# Cutting brass



## Davidfd85 (Jul 4, 2011)

Ok so I'm scratch building a flood loader and am at the point of building a catwalk/overlook around the sides of it. I got some Plano products #202 .008 brass to use as the walkway. Well this is my first scratch build and I need to ask how do I cut the brass? I need to cut it down to 4' HO scale.

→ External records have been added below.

//! Tree node helpers shared by the chunker, cursor and splice code.

use std::sync::Arc;

use ply_value::{codec, MetaTuple, Ref, Sequence, Value, ValueStore};
use tracing::trace;

use crate::error::{ListError, ListResult};

/// One entry of a node at any level: a leaf value or a meta tuple.
#[derive(Clone, Debug)]
pub(crate) enum SequenceItem {
    Value(Value),
    Tuple(MetaTuple),
}

impl SequenceItem {
    /// Bytes fed to the rolling hasher for this item.
    ///
    /// Leaf values contribute their encoding, meta tuples their child hash.
    pub(crate) fn boundary_bytes(&self, buf: &mut Vec<u8>) {
        match self {
            SequenceItem::Value(v) => codec::encode_into(buf, v),
            SequenceItem::Tuple(t) => buf.extend_from_slice(t.child.target_hash().as_bytes()),
        }
    }
}

/// Entry `idx` of `node` as an owned item.
pub(crate) fn node_item(node: &Sequence, idx: usize) -> Option<SequenceItem> {
    match node {
        Sequence::Leaf(items) => items.get(idx).cloned().map(SequenceItem::Value),
        Sequence::Meta { tuples, .. } => tuples.get(idx).cloned().map(SequenceItem::Tuple),
    }
}

/// Assemble a node at `level` from items of the matching kind.
pub(crate) fn build_node(level: u32, items: Vec<SequenceItem>) -> Sequence {
    if level == 0 {
        let values = items
            .into_iter()
            .filter_map(|item| match item {
                SequenceItem::Value(v) => Some(v),
                SequenceItem::Tuple(_) => None,
            })
            .collect();
        Sequence::Leaf(values)
    } else {
        let tuples = items
            .into_iter()
            .filter_map(|item| match item {
                SequenceItem::Tuple(t) => Some(t),
                SequenceItem::Value(_) => None,
            })
            .collect();
        Sequence::Meta { level, tuples }
    }
}

/// Resolve a child ref to the node it points at.
pub fn load_node(store: &ValueStore, child: &Ref) -> ListResult<Arc<Sequence>> {
    trace!(hash = %child.target_hash().short_hex(), "load node");
    match store.read_value(&child.target_hash())? {
        Value::List(seq) => Ok(seq),
        other => Err(ListError::NotANode {
            hash: child.target_hash(),
            found: other.kind_name().to_string(),
        }),
    }
}

/// Replace a meta root holding a single child by that child, repeatedly.
pub(crate) fn collapse(store: &ValueStore, mut root: Arc<Sequence>) -> ListResult<Arc<Sequence>> {
    loop {
        let only_child = match root.as_ref() {
            Sequence::Meta { tuples, .. } if tuples.len() == 1 => tuples[0].child.clone(),
            _ => return Ok(root),
        };
        root = load_node(store, &only_child)?;
    }
}
use std::thread::{self, JoinHandle};

use crossbeam_channel::{bounded, Sender};
use ply_value::{Value, ValueStore};
use tracing::debug;

use crate::chunker::SequenceChunker;
use crate::error::ListResult;
use crate::list::List;

/// Incremental list construction from a stream of values.
pub struct ListBuilder {
    store: ValueStore,
    chunker: SequenceChunker,
    count: u64,
}

impl ListBuilder {
    pub fn new(store: ValueStore) -> Self {
        Self {
            chunker: SequenceChunker::new(store.clone()),
            store,
            count: 0,
        }
    }

    pub fn push(&mut self, value: Value) -> ListResult<()> {
        self.chunker.append(value)?;
        self.count += 1;
        Ok(())
    }

    /// Values pushed so far.
    pub fn len(&self) -> u64 {
        self.count
    }

    pub fn is_empty(&self) -> bool {
        self.count == 0
    }

    pub fn finish(self) -> ListResult<List> {
        let root = self.chunker.done()?;
        debug!(len = self.count, level = root.level(), "list built");
        Ok(List::from_sequence(self.store, root))
    }

    /// Build a list on a background thread from values sent on the returned
    /// channel. The list is complete once the sender is dropped.
    pub fn spawn(store: ValueStore, capacity: usize) -> (Sender<Value>, JoinHandle<ListResult<List>>) {
        let (tx, rx) = bounded(capacity.max(1));
        let handle = thread::spawn(move || {
            let mut builder = ListBuilder::new(store);
            for value in rx {
                builder.push(value)?;
            }
            builder.finish()
        });
        (tx, handle)
    }
}
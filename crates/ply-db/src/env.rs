//! The repo environment: one session's head, working and staged roots.

use tracing::{debug, info};

use ply_refs::RepoState;
use ply_types::Hash;

use crate::commit::{Commit, CommitMeta};
use crate::commit_spec::CommitSpec;
use crate::database::Database;
use crate::error::{DbError, DbResult};
use crate::root::RootValue;

/// Label used in `RootUnreadable` errors.
#[derive(Clone, Copy, Debug, PartialEq, Eq)]
pub enum RootKind {
    Head,
    Working,
    Staged,
}

impl RootKind {
    pub fn as_str(&self) -> &'static str {
        match self {
            RootKind::Head => "head",
            RootKind::Working => "working",
            RootKind::Staged => "staged",
        }
    }
}

/// A session over a [`Database`].
///
/// Every pointer move is a compare-and-swap of the whole [`RepoState`], so a
/// concurrent writer makes the later call fail with a stale-state error
/// instead of silently losing an update.
#[derive(Clone)]
pub struct RepoEnv {
    db: Database,
}

impl RepoEnv {
    pub fn new(db: Database) -> Self {
        Self { db }
    }

    /// Create an empty initial commit on `branch` and check it out.
    pub fn init(db: Database, branch: &str, meta: CommitMeta) -> DbResult<Self> {
        let root = RootValue::empty();
        let commit = db.commit(&root, &[], meta)?;
        db.create_branch(branch, &commit)?;
        db.refs()
            .init_repo_state(RepoState::new(branch, root.hash()))?;
        info!(branch, commit = %commit.hash_of().short_hex(), "initialised repository");
        Ok(Self { db })
    }

    pub fn db(&self) -> &Database {
        &self.db
    }

    pub fn state(&self) -> DbResult<RepoState> {
        self.db.refs().repo_state()?.ok_or(DbError::NotInitialised)
    }

    pub fn current_branch(&self) -> DbResult<String> {
        Ok(self.state()?.head)
    }

    /// Resolve a spec with `HEAD` bound to the current branch.
    pub fn resolve(&self, spec: &CommitSpec) -> DbResult<Commit> {
        let state = self.state()?;
        self.db.resolve(spec, Some(&state.head))
    }

    pub fn head_commit(&self) -> DbResult<Commit> {
        self.resolve(&CommitSpec::head())
    }

    pub fn head_root(&self) -> DbResult<RootValue> {
        let head = self.head_commit()?;
        let hash = head.root().target_hash();
        head.root_value(self.db.values())
            .map_err(|e| unreadable(RootKind::Head, hash, e))
    }

    pub fn working_root(&self) -> DbResult<RootValue> {
        self.load_root(RootKind::Working, self.state()?.working)
    }

    pub fn staged_root(&self) -> DbResult<RootValue> {
        self.load_root(RootKind::Staged, self.state()?.staged)
    }

    /// Load a root by hash, labelling failures with `kind`.
    pub fn load_root(&self, kind: RootKind, hash: Hash) -> DbResult<RootValue> {
        self.db
            .read_root_value(&hash)
            .map_err(|e| unreadable(kind, hash, e))
    }

    /// Write `root` and make it the working root. Returns its hash.
    pub fn update_working_root(&self, root: &RootValue) -> DbResult<Hash> {
        let current = self.state()?;
        let hash = self.db.write_root_value(root)?;
        let next = RepoState {
            working: hash,
            ..current.clone()
        };
        self.update_state(&current, next)?;
        Ok(hash)
    }

    /// Write `root` and make it the staged root. Returns its hash.
    pub fn update_staged_root(&self, root: &RootValue) -> DbResult<Hash> {
        let current = self.state()?;
        let hash = self.db.write_root_value(root)?;
        let next = RepoState {
            staged: hash,
            ..current.clone()
        };
        self.update_state(&current, next)?;
        Ok(hash)
    }

    /// Write both roots, then move both pointers in one swap against
    /// `expected`. Nothing moves if either write fails.
    pub fn update_roots(
        &self,
        expected: &RepoState,
        working: &RootValue,
        staged: &RootValue,
    ) -> DbResult<RepoState> {
        let working = self.db.write_root_value(working)?;
        let staged = self.db.write_root_value(staged)?;
        let next = RepoState {
            working,
            staged,
            ..expected.clone()
        };
        self.update_state(expected, next.clone())?;
        Ok(next)
    }

    pub fn update_state(&self, expected: &RepoState, next: RepoState) -> DbResult<()> {
        self.db.refs().update_repo_state(expected, next)?;
        debug!("repo state swapped");
        Ok(())
    }
}

fn unreadable(kind: RootKind, hash: Hash, source: DbError) -> DbError {
    DbError::RootUnreadable {
        root: kind.as_str().to_string(),
        hash,
        source: Box::new(source),
    }
}
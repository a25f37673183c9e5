use std::sync::Arc;

use async_trait::async_trait;

use crate::error::{RemoteError, RemoteResult};
use crate::service::ChunkService;

/// Carries one encoded request frame to a chunk service and returns the
/// encoded reply frame.
#[async_trait]
pub trait ChunkTransport: Send + Sync {
    async fn call(&self, frame: Vec<u8>) -> RemoteResult<Vec<u8>>;
}

/// In-process transport straight into a [`ChunkService`].
#[derive(Clone)]
pub struct LoopbackTransport {
    service: Arc<ChunkService>,
}

impl LoopbackTransport {
    pub fn new(service: Arc<ChunkService>) -> Self {
        Self { service }
    }
}

#[async_trait]
impl ChunkTransport for LoopbackTransport {
    async fn call(&self, frame: Vec<u8>) -> RemoteResult<Vec<u8>> {
        let service = Arc::clone(&self.service);
        tokio::task::spawn_blocking(move || service.handle_frame(&frame))
            .await
            .map_err(|e| RemoteError::Transport(e.to_string()))?
    }
}
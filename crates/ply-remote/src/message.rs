use serde::{Deserialize, Serialize};

use ply_store::Chunk;
use ply_types::Hash;

/// Default cap on an encoded message.
pub const DEFAULT_MAX_MESSAGE_SIZE: usize = 128 * 1024 * 1024;

/// Error codes carried by [`ChunkMessage::Error`].
pub mod codes {
    pub const BAD_REQUEST: u32 = 400;
    pub const HASH_MISMATCH: u32 = 422;
    pub const STORE_FAILURE: u32 = 500;
}

/// Requests and responses of the chunk transfer protocol.
#[derive(Clone, Debug, PartialEq, Eq, Serialize, Deserialize)]
pub enum ChunkMessage {
    HasChunks { hashes: Vec<Hash> },
    /// The requested hashes the server does not have.
    HasChunksResponse { absent: Vec<Hash> },
    GetChunks { hashes: Vec<Hash> },
    /// Chunks the server has, in request order; missing ones are skipped.
    GetChunksResponse { chunks: Vec<Chunk> },
    PutChunks { chunks: Vec<Chunk> },
    PutChunksResponse { stored: u32 },
    Error { code: u32, message: String },
}

impl ChunkMessage {
    pub fn type_tag(&self) -> u8 {
        match self {
            Self::HasChunks { .. } => 1,
            Self::HasChunksResponse { .. } => 2,
            Self::GetChunks { .. } => 3,
            Self::GetChunksResponse { .. } => 4,
            Self::PutChunks { .. } => 5,
            Self::PutChunksResponse { .. } => 6,
            Self::Error { .. } => 255,
        }
    }

    pub fn type_name(&self) -> &'static str {
        match self {
            Self::HasChunks { .. } => "HasChunks",
            Self::HasChunksResponse { .. } => "HasChunksResponse",
            Self::GetChunks { .. } => "GetChunks",
            Self::GetChunksResponse { .. } => "GetChunksResponse",
            Self::PutChunks { .. } => "PutChunks",
            Self::PutChunksResponse { .. } => "PutChunksResponse",
            Self::Error { .. } => "Error",
        }
    }
}
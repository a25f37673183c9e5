//! Error types for staging.

use ply_db::DbError;

/// Errors from staging operations. Every variant leaves the working and
/// staged pointers exactly as they were.
#[derive(Debug, thiserror::Error)]
pub enum StageError {
    /// Named tables exist in none of the roots consulted.
    #[error("table(s) not found: {}", .missing.join(", "))]
    TableNotFound { missing: Vec<String> },

    /// Named tables still have conflicting rows from a merge.
    #[error("table(s) in conflict: {}", .tables.join(", "))]
    TablesInConflict { tables: Vec<String> },

    #[error(transparent)]
    Db(#[from] DbError),
}

impl StageError {
    /// Whether the failure came from reading or writing storage rather than
    /// from validating the request.
    pub fn is_storage_failure(&self) -> bool {
        matches!(self, StageError::Db(_))
    }
}

pub type StageResult<T> = Result<T, StageError>;
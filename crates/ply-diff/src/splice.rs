//! Splices and the flat edit script.

use serde::{Deserialize, Serialize};
use similar::{capture_diff_slices, Algorithm, DiffTag};
use tracing::warn;

/// One contiguous edit turning a region of the before sequence into a region
/// of the after sequence.
#[derive(Clone, Copy, Debug, PartialEq, Eq, Hash, Serialize, Deserialize)]
pub struct Splice {
    /// Index in the before sequence where the edit starts.
    pub splice_at: u64,
    /// Items removed from the before sequence at `splice_at`.
    pub delete_count: u64,
    /// Items inserted in their place.
    pub insert_count: u64,
    /// Index in the after sequence of the first inserted item; 0 when
    /// nothing is inserted.
    pub insert_from: u64,
}

impl Splice {
    pub fn new(splice_at: u64, delete_count: u64, insert_count: u64, insert_from: u64) -> Self {
        Self {
            splice_at,
            delete_count,
            insert_count,
            insert_from: if insert_count == 0 { 0 } else { insert_from },
        }
    }

    pub fn is_empty(&self) -> bool {
        self.delete_count == 0 && self.insert_count == 0
    }
}

/// Edit script between two sequences of comparable items.
///
/// Common prefix and suffix are trimmed first. If the remaining region
/// exceeds `max_matrix_size` cells, the whole region is reported as one
/// splice; otherwise a minimal Myers script is computed and adjacent edits
/// are merged.
pub fn calc_splices<T>(before: &[T], after: &[T], max_matrix_size: u64) -> Vec<Splice>
where
    T: Eq + Ord + std::hash::Hash,
{
    let prefix = before
        .iter()
        .zip(after)
        .take_while(|(a, b)| a == b)
        .count();
    let suffix = before[prefix..]
        .iter()
        .rev()
        .zip(after[prefix..].iter().rev())
        .take_while(|(a, b)| a == b)
        .count();
    let old = &before[prefix..before.len() - suffix];
    let new = &after[prefix..after.len() - suffix];

    if old.is_empty() && new.is_empty() {
        return Vec::new();
    }
    if old.is_empty() || new.is_empty() {
        return vec![Splice::new(
            prefix as u64,
            old.len() as u64,
            new.len() as u64,
            prefix as u64,
        )];
    }

    let cells = (old.len() as u64).saturating_mul(new.len() as u64);
    if cells > max_matrix_size {
        warn!(
            rows = old.len(),
            cols = new.len(),
            max_matrix_size,
            "edit region too large, reporting a single splice"
        );
        return vec![Splice::new(
            prefix as u64,
            old.len() as u64,
            new.len() as u64,
            prefix as u64,
        )];
    }

    let mut out: Vec<Splice> = Vec::new();
    let mut open: Option<Splice> = None;
    for op in capture_diff_slices(Algorithm::Myers, old, new) {
        let (tag, old_range, new_range) = op.as_tag_tuple();
        if tag == DiffTag::Equal {
            if let Some(s) = open.take() {
                out.push(Splice::new(s.splice_at, s.delete_count, s.insert_count, s.insert_from));
            }
            continue;
        }
        let s = open.get_or_insert(Splice {
            splice_at: (prefix + old_range.start) as u64,
            delete_count: 0,
            insert_count: 0,
            insert_from: (prefix + new_range.start) as u64,
        });
        s.delete_count += old_range.len() as u64;
        s.insert_count += new_range.len() as u64;
    }
    if let Some(s) = open {
        out.push(Splice::new(s.splice_at, s.delete_count, s.insert_count, s.insert_from));
    }
    out
}
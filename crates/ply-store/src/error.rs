use ply_types::Hash;

/// Errors from chunk store operations.
#[derive(Debug, thiserror::Error)]
pub enum StoreError {
    /// The requested chunk was not found.
    #[error("chunk not found: {0}")]
    NotFound(Hash),

    /// A chunk's bytes do not hash to the address it was stored under.
    #[error("hash mismatch: expected {expected}, computed {computed}")]
    HashMismatch { expected: Hash, computed: Hash },

    /// I/O error from the underlying storage backend.
    #[error("I/O error: {0}")]
    Io(#[from] std::io::Error),

    /// The chunk data on disk is malformed or cannot be decompressed.
    #[error("corrupt chunk {hash}: {reason}")]
    CorruptChunk { hash: Hash, reason: String },

    /// A remote or otherwise indirect backend failed.
    #[error("backend error: {0}")]
    Backend(String),
}

/// Result alias for store operations.
pub type StoreResult<T> = Result<T, StoreError>;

So scissors, dermal, exacto knife or cut off grinder?

Thanks

This is the stuff I have, the picture is steel but I have brass.


----------



## shaygetz (Sep 23, 2007)

Good quality scissors will do it and not mess up the scissors--although I'd recommend against using your beloved's sewing shears...


----------



## tjcruiser (Jan 10, 2010)

Ditto on the scissors ... pretty light stuff ... cut along columns / rows, of course.


----------



## BK R (Dec 8, 2012)

As said above, good scissors are good, feed the mesh well into the blades and only cut an inch or so at a time (if you get too greedy the mesh will slip between the blades and bend,not cut). Nice mesh.


----------



## Davidfd85 (Jul 4, 2011)

I tried it with the scissors and it worked just great. A little hard to see, old, bad light, bad eyes lol but I got it just fine.

Thanks guys


----------



## Davidfd85 (Jul 4, 2011)

This is what I'm working on.


----------